A poco de llegar a San Fabián, Nicanor Parra conoció a una madre que tenía a sus dos hijas en la Escuela N° 10. Su nombre era Clarisa Sandoval Navarrete. Tenía cinco años menos que él y había enviudado no hacía mucho. El de Nicanor y Clarisa debió ser un amor fulminante, ya que sólo once meses después de conocerse tuvieron un hijo. Le pusieron el mismo nombre del padre, de modo que el 5 de septiembre de 1914 nació en esa localidad andina Nicanor Parra Sandoval, quien sería uno de los poetas chilenos más importantes del siglo XX. Un año y medio más tarde, en julio de 1916, la pareja tuvo a su primera hija, a la que llamó Hilda.
Clarisa era costurera y, como muchos en San Fabián y en todo el Ñuble, apenas sabía leer y escribir. No provenía, sin embargo, de una estirpe pobre. Su madre, Audolia Navarrete, trabajaba como dueña de casa, pero su padre, Ricardo Sandoval, era un campesino semiacomodado que arrendaba paños de tierra para el cultivo de uvas y producción de vino. También poseía decenas de hectáreas de viñedos en un sector agrícola llamado Huape, a unos doce kilómetros al poniente de Chillán.
El hecho de que Clarisa proviniera de una familia con ciertos recursos se notaba en algunos detalles. Al igual que varias mujeres de San Fabián, la joven viuda tejía y cosía ropas para la gente del pueblo. Pero mientras la mayoría de sus comadres hacía la labor a mano y con aguja, Clarisa contaba con una máquina de coser marca Singer, todo un lujo por entonces.
En una entrevista de 1960, Violeta Parra tendría estos recuerdos de su familia: «Mi abuelo paterno era un hombre que vivía muy bien, era abogado y de mucho prestigio. Mi abuelo materno, en cambio, era un campesino de aquí de Chillán para adentro, un inquilino, un obligado, un explotado».
Ni el primero era tan importante, ni el segundo tan pobre.
La historia de los abuelos de Violeta resultaba más sabrosa y estaba cruzada por la historia del país. Cuenta la leyenda familiar que Clarisa Sandoval nació en plena guerra civil y que su alumbramiento se produjo debajo de un puente. Corría el año 1891 y Ricardo Sandoval, futuro padre de Clarisa y abuelo de Violeta, escapaba de los reclutadores del Ejército que recorrían la región en busca de hombres para pelear contra las fuerzas del Congreso, apoyadas a la sazón por la Marina.

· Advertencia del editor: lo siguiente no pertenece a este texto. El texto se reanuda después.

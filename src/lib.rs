//! Zontacts: A Zellij plugin for browsing and managing a contact directory.
//!
//! Zontacts is a terminal multiplexer plugin that provides:
//! - A paginated contact list with avatar glyphs
//! - Case-insensitive substring search across names and phone numbers
//! - An add-contact form with per-field validation
//! - Optional remote loading of contacts over HTTP
//! - A bundled seed directory so the plugin is usable offline

#![allow(clippy::multiple_crate_versions)]

//!
//! # Architecture
//!
//! The crate follows a layered architecture pattern:
//!
//! ```text
//! ┌─────────────────────────────────────────────────────┐
//! │  Zellij Plugin Shim (main.rs)                       │  ← Entry point
//! └─────────────────────────────────────────────────────┘
//!                        │
//! ┌─────────────────────────────────────────────────────┐
//! │  Application Layer (app/)                           │  ← State machine
//! │  - Event handling                                   │  ← Business logic
//! │  - Filtering, pagination, form validation           │
//! │  - View model computation                           │
//! └─────────────────────────────────────────────────────┘
//!                        │
//! ┌─────────────────────────────────────────────────────┐
//! │  UI Layer (ui/)                                     │
//! │  - Rendering, theming, components                   │
//! └─────────────────────────────────────────────────────┘
//!                        │
//! ┌─────────────────────────────────────────────────────┐
//! │  Infrastructure & Domain Layers                     │
//! │  - Platform paths (infrastructure/)                 │
//! │  - Error types (domain/error)                       │
//! │  - Contact model (domain/contact)                   │
//! └─────────────────────────────────────────────────────┘
//!                        │
//! ┌─────────────────────────────────────────────────────┐
//! │  Observability (observability/)                     │  ← Optional
//! │  - OpenTelemetry tracing                            │
//! │  - File-based OTLP export                           │
//! └─────────────────────────────────────────────────────┘
//! ```
//!
//! # Modules
//!
//! - [`app`]: Application state machine with event/action model
//! - [`domain`]: Core domain types (Contact, avatars, errors)
//! - [`infrastructure`]: Platform-specific utilities (paths)
//! - [`ui`]: Terminal rendering with theme support
//! - `observability`: OpenTelemetry tracing (internal)
//!
//! # Configuration
//!
//! The plugin is configured via Zellij's plugin configuration:
//!
//! ```kdl
//! // ~/.config/zellij/layouts/default.kdl
//! pane {
//!     plugin location="file:/path/to/zontacts.wasm" {
//!         contacts_url "https://example.com/contacts.json"
//!         items_per_page "5"
//!         theme "catppuccin-mocha"
//!         trace_level "info"
//!     }
//! }
//! ```
//!
//! # Initialization Flow
//!
//! 1. **Plugin Load** (`main.rs`):
//!    - Parse configuration from Zellij
//!    - Initialize tracing (optional)
//!    - Create `AppState` seeded from the bundled contact fixture
//!    - Subscribe to Zellij events
//!
//! 2. **Remote Fetch** (when `contacts_url` is set):
//!    - Issue a `web_request` once permissions are granted
//!    - On success, replace the directory while keeping locally-added contacts
//!    - On failure, keep the current directory and surface the error in the UI
//!
//! 3. **UI Rendering**:
//!    - Compute view model from state
//!    - Render components (header, cards, pagination, footer)
//!    - Handle user input (/, a, n/p, q)
//!
//! # Key Design Decisions
//!
//! ## Substring Search
//!
//! Filtering matches the query as a case-insensitive substring of the name or
//! phone number. Matched character ranges are precomputed into the view model
//! so the renderer can highlight them without re-running the search.
//!
//! ## Local Additions Survive Fetches
//!
//! Contacts added through the form are tracked separately from fetched ones.
//! A fetch result that arrives after the user has added contacts re-appends
//! the local additions instead of discarding them.
//!
//! ## Immutable View Models
//!
//! UI rendering uses computed view models:
//! - Clear separation between state and display
//! - Enables easier testing and validation
//! - Pre-computes expensive operations (match highlighting)
//!
//! # Platform Support
//!
//! - **Target**: `wasm32-wasip1` (Zellij WASM runtime)
//! - **Terminal**: Any ANSI-capable terminal emulator

pub mod app;
pub mod domain;
pub mod infrastructure;

pub mod ui;

pub mod observability;

pub use app::{handle_event, Action, AppState, Event, FormField, InputMode, SearchFocus};
pub use domain::{AvatarCode, Contact, Result, ZontactsError};
pub use ui::Theme;

use std::collections::BTreeMap;

/// Bundled seed directory, embedded at compile time.
const SEED_CONTACTS: &str = include_str!("../data/contacts.json");

/// Plugin configuration parsed from Zellij's configuration system.
///
/// Configuration values are provided via Zellij's KDL layout configuration
/// and passed to the plugin during initialization.
///
/// # Example
///
/// ```kdl
/// plugin location="file:/path/to/zontacts.wasm" {
///     contacts_url "https://example.com/contacts.json"
///     items_per_page "5"
///     theme "catppuccin-mocha"
///     theme_file "/path/to/theme.toml"
///     trace_level "debug"
/// }
/// ```
#[derive(Debug, Clone)]
pub struct Config {
    /// URL to fetch the contact directory from.
    ///
    /// When unset, the plugin runs entirely from the bundled seed directory.
    /// The endpoint must return a JSON array of contact objects.
    pub contacts_url: Option<String>,

    /// Number of contacts shown per page. Default: 1
    pub items_per_page: usize,

    /// Built-in theme name to use.
    ///
    /// Options: `catppuccin-mocha`, `catppuccin-latte`. Ignored if
    /// `theme_file` is set.
    pub theme_name: Option<String>,

    /// Path to a custom TOML theme file.
    ///
    /// Takes precedence over `theme_name`. See [`ui::theme`] for format.
    pub theme_file: Option<String>,

    /// Tracing level for OpenTelemetry spans.
    ///
    /// Options: `trace`, `debug`, `info`, `warn`, `error`. Default: `"info"`
    pub trace_level: Option<String>,
}

impl Default for Config {
    fn default() -> Self {
        Self {
            contacts_url: None,
            items_per_page: 1,
            theme_name: None,
            theme_file: None,
            trace_level: None,
        }
    }
}

impl Config {
    /// Parses configuration from Zellij's configuration map.
    ///
    /// Zellij provides configuration as a `BTreeMap<String, String>` during
    /// plugin initialization. This function extracts and parses typed values
    /// with fallback defaults.
    ///
    /// # Parsing Rules
    ///
    /// - `contacts_url`: String → `Option<String>` (empty values ignored)
    /// - `items_per_page`: String → `usize` (falls back to 1 on parse error,
    ///   zero is rejected)
    /// - `theme`: String → `Option<String>`
    /// - `theme_file`: String → `Option<String>`
    /// - `trace_level`: String → `Option<String>`
    ///
    /// # Example
    ///
    /// ```rust
    /// use std::collections::BTreeMap;
    /// use zontacts::Config;
    ///
    /// let mut map = BTreeMap::new();
    /// map.insert("items_per_page".to_string(), "5".to_string());
    ///
    /// let config = Config::from_zellij(&map);
    /// assert_eq!(config.items_per_page, 5);
    /// ```
    #[must_use]
    pub fn from_zellij(config: &BTreeMap<String, String>) -> Self {
        let contacts_url = config
            .get("contacts_url")
            .map(|s| s.trim().to_string())
            .filter(|s| !s.is_empty());

        let items_per_page = config
            .get("items_per_page")
            .and_then(|s| s.parse::<usize>().ok())
            .filter(|&n| n > 0)
            .unwrap_or(1);

        Self {
            contacts_url,
            items_per_page,
            theme_name: config.get("theme").cloned(),
            theme_file: config.get("theme_file").cloned(),
            trace_level: config.get("trace_level").cloned(),
        }
    }
}

/// Initializes the plugin with configuration.
///
/// Creates a new `AppState` with:
/// - Loaded theme (from file, name, or default)
/// - The bundled seed directory as the initial contact list
///
/// When `contacts_url` is configured, the caller is expected to issue the
/// fetch once Zellij grants web access; the seed keeps the UI populated in
/// the meantime.
///
/// # Example
///
/// ```rust
/// use zontacts::{Config, initialize};
///
/// let config = Config {
///     items_per_page: 5,
///     ..Default::default()
/// };
///
/// let state = initialize(&config);
/// // State is ready for event processing
/// ```
pub fn initialize(config: &Config) -> AppState {
    tracing::debug!("initializing zontacts plugin");

    let theme = config.theme_file.as_ref().map_or_else(
        || {
            config.theme_name.as_ref().map_or_else(
                Theme::default,
                |theme_name| {
                    Theme::from_name(theme_name).unwrap_or_else(|| {
                        tracing::debug!(theme_name = %theme_name, "failed to load theme, using default");
                        Theme::default()
                    })
                },
            )
        },
        |theme_file| {
            Theme::from_file(theme_file.clone()).unwrap_or_else(|e| {
                tracing::debug!(theme_file = %theme_file, error = %e, "failed to load theme from file, using default");
                Theme::default()
            })
        },
    );

    let contacts = seed_contacts();

    AppState::new(contacts, config.items_per_page, theme)
}

/// Parses the bundled seed fixture.
///
/// The fixture is validated at test time, so a parse failure here means a
/// broken build artifact. The plugin starts with an empty directory in that
/// case rather than refusing to load.
fn seed_contacts() -> Vec<Contact> {
    match serde_json::from_str::<Vec<Contact>>(SEED_CONTACTS) {
        Ok(contacts) => contacts,
        Err(e) => {
            tracing::debug!(error = %e, "failed to parse seed contacts");
            Vec::new()
        }
    }
}

#[cfg(test)]
mod tests {
    use super::*;

    #[test]
    fn seed_fixture_parses() {
        let contacts = seed_contacts();
        assert!(!contacts.is_empty());

        let mut ids: Vec<i64> = contacts.iter().map(|c| c.id).collect();
        ids.sort_unstable();
        ids.dedup();
        assert_eq!(ids.len(), contacts.len(), "seed ids must be unique");
    }

    #[test]
    fn config_defaults() {
        let config = Config::default();
        assert_eq!(config.items_per_page, 1);
        assert!(config.contacts_url.is_none());
    }

    #[test]
    fn config_from_zellij_parses_values() {
        let mut map = BTreeMap::new();
        map.insert(
            "contacts_url".to_string(),
            "https://example.com/contacts.json".to_string(),
        );
        map.insert("items_per_page".to_string(), "10".to_string());
        map.insert("theme".to_string(), "catppuccin-latte".to_string());

        let config = Config::from_zellij(&map);
        assert_eq!(
            config.contacts_url.as_deref(),
            Some("https://example.com/contacts.json")
        );
        assert_eq!(config.items_per_page, 10);
        assert_eq!(config.theme_name.as_deref(), Some("catppuccin-latte"));
    }

    #[test]
    fn config_rejects_zero_items_per_page() {
        let mut map = BTreeMap::new();
        map.insert("items_per_page".to_string(), "0".to_string());

        let config = Config::from_zellij(&map);
        assert_eq!(config.items_per_page, 1);
    }

    #[test]
    fn config_ignores_blank_url() {
        let mut map = BTreeMap::new();
        map.insert("contacts_url".to_string(), "  ".to_string());

        let config = Config::from_zellij(&map);
        assert!(config.contacts_url.is_none());
    }

    #[test]
    fn initialize_seeds_state() {
        let config = Config {
            items_per_page: 5,
            ..Default::default()
        };
        let state = initialize(&config);
        assert_eq!(state.items_per_page, 5);
        assert!(!state.contacts.is_empty());
    }
}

Ricardo Sandoval, hombre de ojos azules y pelo casi rubio, que de joven había causado furor entre las muchachas, no estaba dispuesto a enrolarse en una cruenta guerra fratricida que en sólo seis meses les costó la vida a unos cuatro mil chilenos. ¿La razón de fondo? Su esposa Audolia estaba embarazada. Para evitar el alistamiento forzoso en las fuerzas leales al presidente José Manuel Balmaceda, Ricardo y Audolia huían constantemente. En una ocasión se escondieron bajo un puente en la zona de Huape, mientras las tropas pasaban marchando por encima de sus cabezas. Y ahí, en el lecho de un río, en medio del valle central que se extiende a los pies de los Andes, habría nacido de manera casi clandestina Clarisa Sandoval Navarrete.
No ha sido posible verificar si esta historia es real o no, pero lo cierto es que la madre de Violeta nació efectivamente entre las turbulencias políticas que llevaron a la guerra.
Calixto José, el abuelo paterno, logró escabullirse del reclutamiento por su condición de padre de familia, pero tal vez por ser también un personaje de cierta importancia en Chillán. Era además un veterano de la llamada Guerra del Pacífico, conflicto que entre 1879 y 1893 había enfrentado a Chile con Perú y Bolivia por las inmensas riquezas mineras del desierto de Atacama. Como soldado raso, Calixto José había batallado en el norte rocoso y polvoriento, donde un impacto de bala lo dejó ciego del ojo izquierdo por el resto de su vida.